[details=“English Translation”]Don’t risk insulting your boss.[/details] This Italian sentence doesn’t feel right. Is it grammatical? I want to use the infinitive because the risking and insulting are committed by the same person. I want to say, “Non rischi di insultare il suo capo.” My understanding of the use of the gerund is that it is always used with the verb “stare” or it describes an auxiliary action, like “Insulting the boss, he blushed bright red.” Can it be used this way?
Hi, doesn’t feel right does it. I would have put “Non rischiare di insultare il tuo capo”. Perhaps the Cloze version is used more in local conversation? Non lo so.
The gerund is more broadly used than you suggest.
Rischi perdendo tutto.
Rischi non passando l’esame.
Mille grazie per il gerund;-) !
I tried to borrow your method of comparing the number of search results for
“rischi di perdere”" vs. “rischi perdendo” but it didn’t work (or I was too clumsy):
I found lot of examples for “rischi di perdere” but when I exammined my search results for “rischi perdendo” I realized that they all were of the form “(i) rischi (i.e. a noun) perdendo” which is not what I was looking for.
My language search application of choice is Reverso. When I plugged in “rischi di perdere,” I got 154 examples. When I plugged in “rischi perdendo,” I got zero. When I turned it around and plugged in the English phrase “risk losing,” all of the examples used perdere rather than perdendo. Doing a web search for “when to use the gerund in Italian” led me to “when not to use the gerund in Italian.” There I found a lot of articles that were pretty emphatic about it not following another verb. They point out that it’s an easy trap for English speakers to fall into because you can use the gerund that way in English.

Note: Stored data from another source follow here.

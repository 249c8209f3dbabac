//! Athletrack Processing Core: The Analysis Engine
//!
//! Turns pose-engine landmark streams into athletic test results:
//! - **Calibration:** Project image pixels onto a clicked meter axis
//! - **Event Detection:** Line crossings and ground contacts between frames
//! - **Smoothing:** Moving-average speed and acceleration chains
//! - **Test Runs:** Jump, sprint and kick state machines
//!
//! This crate is pure computation: no I/O, no platform dependencies.
//! All inputs are data; all outputs are data.

pub mod calibrator;
pub mod event_detector;
pub mod overlay;
pub mod scale;
pub mod session;
pub mod smoothing;

pub use calibrator::{CalibrationProgress, Calibrator};
pub use event_detector::{EventDetector, GroundContact, TrackedState};
pub use overlay::OverlayGeometry;
pub use scale::FrameScale;
pub use session::{BallDetector, FrameOutcome, TestEvent, TestObserver, TestRun, TestState};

And yet, you come across rischiare + gerund in the Italian press again and again…
I am not English but French. Risquer + gerund is totally incorrect in French. We only use the infinitive clause and it is why that original Italian construction jumps at me every time I see it.
I do wonder if Press speak (also advertising) is not always the most grammatical or “elegant”. I’m not so good at grammar issues and often go by the “feel” of a frase so it is interesting too read your “research”, così mille grazie.